■ Exercise objective ■
Give the data again in full, with every character unchanged.

■ Dataset records ■
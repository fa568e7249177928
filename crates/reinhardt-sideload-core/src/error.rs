//! Error types for side-loaded serialization.
//!
//! Only two families of failure exist. Invalid input covers malformed entity
//! collections and adapters that break the field extraction contract;
//! configuration errors cover adapters the provider cannot supply or supplies
//! for the wrong entity type. Denied access, duplicate identifiers, empty input
//! and an exhausted depth budget are ordinary control flow and never surface here.

use thiserror::Error;

/// Result type for serialization operations.
pub type SideloadResult<T> = Result<T, SideloadError>;

/// Coarse classification of a [`SideloadError`].
#[derive(Debug, Clone, Copy, PartialEq, Eq, Hash)]
pub enum ErrorKind {
	/// The entities handed to the engine, or the fields an adapter produced, are malformed.
	InvalidInput,
	/// The adapter wiring is wrong.
	Configuration,
}

impl std::fmt::Display for ErrorKind {
	fn fmt(&self, f: &mut std::fmt::Formatter<'_>) -> std::fmt::Result {
		match self {
			Self::InvalidInput => write!(f, "invalid input"),
			Self::Configuration => write!(f, "configuration error"),
		}
	}
}

/// Serialization errors.
#[derive(Debug, Error)]
#[non_exhaustive]
pub enum SideloadError {
	/// A collection passed to `format` mixes entity types.
	#[error("collection must contain a single entity type: expected {expected}, found {found}")]
	HeterogeneousCollection {
		/// Type identity of the first element.
		expected: String,
		/// Type identity of the offending element.
		found: String,
	},

	/// A to-many relationship mixes entity types.
	#[error("relationship '{field}' must contain a single entity type: expected {expected}, found {found}")]
	MixedRelation {
		/// Field name declared by the adapter.
		field: String,
		/// Type identity of the first related entity.
		expected: String,
		/// Type identity of the offending related entity.
		found: String,
	},

	/// An adapter failed to honor the field extraction contract.
	#[error("adapter '{adapter}' violated the field extraction contract: {message}")]
	ContractViolation {
		/// Adapter name as declared by the entity.
		adapter: String,
		/// What went wrong.
		message: String,
	},

	/// A section is written with the wrong shape (a list into a singular slot or the reverse).
	#[error("section '{section}' already holds a record of a different shape")]
	SectionConflict {
		/// Section key.
		section: String,
	},

	/// A field write addressed a record the document does not hold.
	#[error("section '{section}' has no record at the addressed slot")]
	MissingRecord {
		/// Section key.
		section: String,
	},

	/// The provider has no adapter registered under the requested name.
	#[error("no serializer adapter registered under '{name}'")]
	AdapterNotFound {
		/// Adapter name as declared by the entity.
		name: String,
	},

	/// The provider returned an adapter that cannot handle the entity.
	#[error("adapter '{adapter}' does not handle entities of type {type_identity}")]
	AdapterMismatch {
		/// Adapter name as declared by the entity.
		adapter: String,
		/// Type identity of the entity.
		type_identity: String,
	},

	/// Settings could not be parsed or failed validation.
	#[error("invalid settings: {0}")]
	InvalidSettings(String),
}

impl SideloadError {
	/// Shorthand for a contract violation.
	pub fn contract(adapter: impl Into<String>, message: impl Into<String>) -> Self {
		Self::ContractViolation {
			adapter: adapter.into(),
			message: message.into(),
		}
	}

	/// Returns the error family.
	pub fn kind(&self) -> ErrorKind {
		match self {
			Self::HeterogeneousCollection { .. }
			| Self::MixedRelation { .. }
			| Self::ContractViolation { .. }
			| Self::SectionConflict { .. }
			| Self::MissingRecord { .. } => ErrorKind::InvalidInput,
			Self::AdapterNotFound { .. }
			| Self::AdapterMismatch { .. }
			| Self::InvalidSettings(_) => ErrorKind::Configuration,
		}
	}

	/// Check if this error belongs to the invalid input family
	pub fn is_invalid_input(&self) -> bool {
		self.kind() == ErrorKind::InvalidInput
	}

	/// Check if this error belongs to the configuration family
	pub fn is_configuration(&self) -> bool {
		self.kind() == ErrorKind::Configuration
	}
}

impl From<toml::de::Error> for SideloadError {
	fn from(err: toml::de::Error) -> Self {
		Self::InvalidSettings(err.to_string())
	}
}
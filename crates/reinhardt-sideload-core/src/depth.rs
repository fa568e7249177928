//! Relationship depth budget.

/// Remaining number of relationship hops the walker may expand.
///
/// The budget is per edge: every recursive step hands its children
/// [`Depth::descend`] of its own budget, so siblings always see the same value.
///
/// # Examples
///
/// ```
/// use reinhardt_sideload_core::Depth;
///
/// let depth = Depth::limited(1);
/// assert!(depth.can_descend());
/// assert!(!depth.descend().can_descend());
/// assert!(Depth::Unbounded.descend().can_descend());
/// ```
#[derive(Debug, Clone, Copy, PartialEq, Eq, Default)]
pub enum Depth {
	/// No limit; cycles are cut by deduplication alone.
	#[default]
	Unbounded,
	/// At most this many further hops.
	Limited(usize),
}

impl Depth {
	/// A budget of `hops` further relationship hops.
	pub fn limited(hops: usize) -> Self {
		Self::Limited(hops)
	}

	/// Only the top-level fields, no relationship expansion.
	pub fn none() -> Self {
		Self::Limited(0)
	}

	/// Whether related entities may still be expanded into their own records.
	pub fn can_descend(&self) -> bool {
		match self {
			Self::Unbounded => true,
			Self::Limited(hops) => *hops > 0,
		}
	}

	/// Budget for the next level down.
	pub fn descend(&self) -> Self {
		match self {
			Self::Unbounded => Self::Unbounded,
			Self::Limited(hops) => Self::Limited(hops.saturating_sub(1)),
		}
	}

	/// Remaining hops, `None` when unbounded.
	pub fn remaining(&self) -> Option<usize> {
		match self {
			Self::Unbounded => None,
			Self::Limited(hops) => Some(*hops),
		}
	}
}

impl From<Option<usize>> for Depth {
	fn from(depth: Option<usize>) -> Self {
		depth.map_or(Self::Unbounded, Self::Limited)
	}
}

impl From<usize> for Depth {
	fn from(hops: usize) -> Self {
		Self::Limited(hops)
	}
}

■ Your response ■
repository fa568e7249177928
filename crates/reinhardt-sideload-core/src/error.rs
//! Error types for side-loaded serialization.
//!
//! Only two families of failure exist. Invalid input covers malformed entity
//! collections and adapters that break the field extraction contract;
//! configuration errors cover adapters the provider cannot supply or supplies
//! for the wrong entity type. Denied access, duplicate identifiers, empty input
//! and an exhausted depth budget are ordinary control flow and never surface here.

use thiserror::Error;

/// Result type for serialization operations.
pub type SideloadResult<T> = Result<T, SideloadError>;

/// Coarse classification of a [`SideloadError`].
#[derive(Debug, Clone, Copy, PartialEq, Eq, Hash)]
pub enum ErrorKind {
	/// The entities handed to the engine, or the fields an adapter produced, are malformed.
	InvalidInput,
	/// The adapter wiring is wrong.
	Configuration,
}

impl std::fmt::Display for ErrorKind {
	fn fmt(&self, f: &mut std::fmt::Formatter<'_>) -> std::fmt::Result {
		match self {
			Self::InvalidInput => write!(f, "invalid input"),
			Self::Configuration => write!(f, "configuration error"),
		}
	}
}

/// Serialization errors.
#[derive(Debug, Error)]
#[non_exhaustive]
pub enum SideloadError {
	/// A collection passed to `format` mixes entity types.
	#[error("collection must contain a single entity type: expected {expected}, found {found}")]
	HeterogeneousCollection {
		/// Type identity of the first element.
		expected: String,
		/// Type identity of the offending element.
		found: String,
	},

	/// A to-many relationship mixes entity types.
	#[error("relationship '{field}' must contain a single entity type: expected {expected}, found {found}")]
	MixedRelation {
		/// Field name declared by the adapter.
		field: String,
		/// Type identity of the first related entity.
		expected: String,
		/// Type identity of the offending related entity.
		found: String,
	},

	/// An adapter failed to honor the field extraction contract.
	#[error("adapter '{adapter}' violated the field extraction contract: {message}")]
	ContractViolation {
		/// Adapter name as declared by the entity.
		adapter: String,
		/// What went wrong.
		message: String,
	},

	/// A section is written with the wrong shape (a list into a singular slot or the reverse).
	#[error("section '{section}' already holds a record of a different shape")]
	SectionConflict {
		/// Section key.
		section: String,
	},

	/// A field write addressed a record the document does not hold.
	#[error("section '{section}' has no record at the addressed slot")]
	MissingRecord {
		/// Section key.
		section: String,
	},

	/// The provider has no adapter registered under the requested name.
	#[error("no serializer adapter registered under '{name}'")]
	AdapterNotFound {
		/// Adapter name as declared by the entity.
		name: String,
	},

	/// The provider returned an adapter that cannot handle the entity.
	#[error("adapter '{adapter}' does not handle entities of type {type_identity}")]
	AdapterMismatch {
		/// Adapter name as declared by the entity.
		adapter: String,
		/// Type identity of the entity.
		type_identity: String,
	},

	/// Settings could not be parsed or failed validation.
	#[error("invalid settings: {0}")]
	InvalidSettings(String),
}

impl SideloadError {
	/// Shorthand for a contract violation.
	pub fn contract(adapter: impl Into<String>, message: impl Into<String>) -> Self {
		Self::ContractViolation {
			adapter: adapter.into(),
			message: message.into(),
		}
	}

	/// Returns the error family.
	pub fn kind(&self) -> ErrorKind {
		match self {
			Self::HeterogeneousCollection { .. }
			| Self::MixedRelation { .. }
			| Self::ContractViolation { .. }
			| Self::SectionConflict { .. }
			| Self::MissingRecord { .. } => ErrorKind::InvalidInput,
			Self::AdapterNotFound { .. }
			| Self::AdapterMismatch { .. }
			| Self::InvalidSettings(_) => ErrorKind::Configuration,
		}
	}

	/// Check if this error belongs to the invalid input family
	pub fn is_invalid_input(&self) -> bool {
		self.kind() == ErrorKind::InvalidInput
	}

	/// Check if this error belongs to the configuration family
	pub fn is_configuration(&self) -> bool {
		self.kind() == ErrorKind::Configuration
	}
}

impl From<toml::de::Error> for SideloadError {
	fn from(err: toml::de::Error) -> Self {
		Self::InvalidSettings(err.to_string())
	}
}
filename crates/reinhardt-sideload-core/src/depth.rs
repository fa568e7249177928
//! Relationship depth budget.

/// Remaining number of relationship hops the walker may expand.
///
/// The budget is per edge: every recursive step hands its children
/// [`Depth::descend`] of its own budget, so siblings always see the same value.
///
/// # Examples
///
/// ```
/// use reinhardt_sideload_core::Depth;
///
/// let depth = Depth::limited(1);
/// assert!(depth.can_descend());
/// assert!(!depth.descend().can_descend());
/// assert!(Depth::Unbounded.descend().can_descend());
/// ```
#[derive(Debug, Clone, Copy, PartialEq, Eq, Default)]
pub enum Depth {
	/// No limit; cycles are cut by deduplication alone.
	#[default]
	Unbounded,
	/// At most this many further hops.
	Limited(usize),
}

impl Depth {
	/// A budget of `hops` further relationship hops.
	pub fn limited(hops: usize) -> Self {
		Self::Limited(hops)
	}

	/// Only the top-level fields, no relationship expansion.
	pub fn none() -> Self {
		Self::Limited(0)
	}

	/// Whether related entities may still be expanded into their own records.
	pub fn can_descend(&self) -> bool {
		match self {
			Self::Unbounded => true,
			Self::Limited(hops) => *hops > 0,
		}
	}

	/// Budget for the next level down.
	pub fn descend(&self) -> Self {
		match self {
			Self::Unbounded => Self::Unbounded,
			Self::Limited(hops) => Self::Limited(hops.saturating_sub(1)),
		}
	}

	/// Remaining hops, `None` when unbounded.
	pub fn remaining(&self) -> Option<usize> {
		match self {
			Self::Unbounded => None,
			Self::Limited(hops) => Some(*hops),
		}
	}
}

impl From<Option<usize>> for Depth {
	fn from(depth: Option<usize>) -> Self {
		depth.map_or(Self::Unbounded, Self::Limited)
	}
}

impl From<usize> for Depth {
	fn from(hops: usize) -> Self {
		Self::Limited(hops)
	}
}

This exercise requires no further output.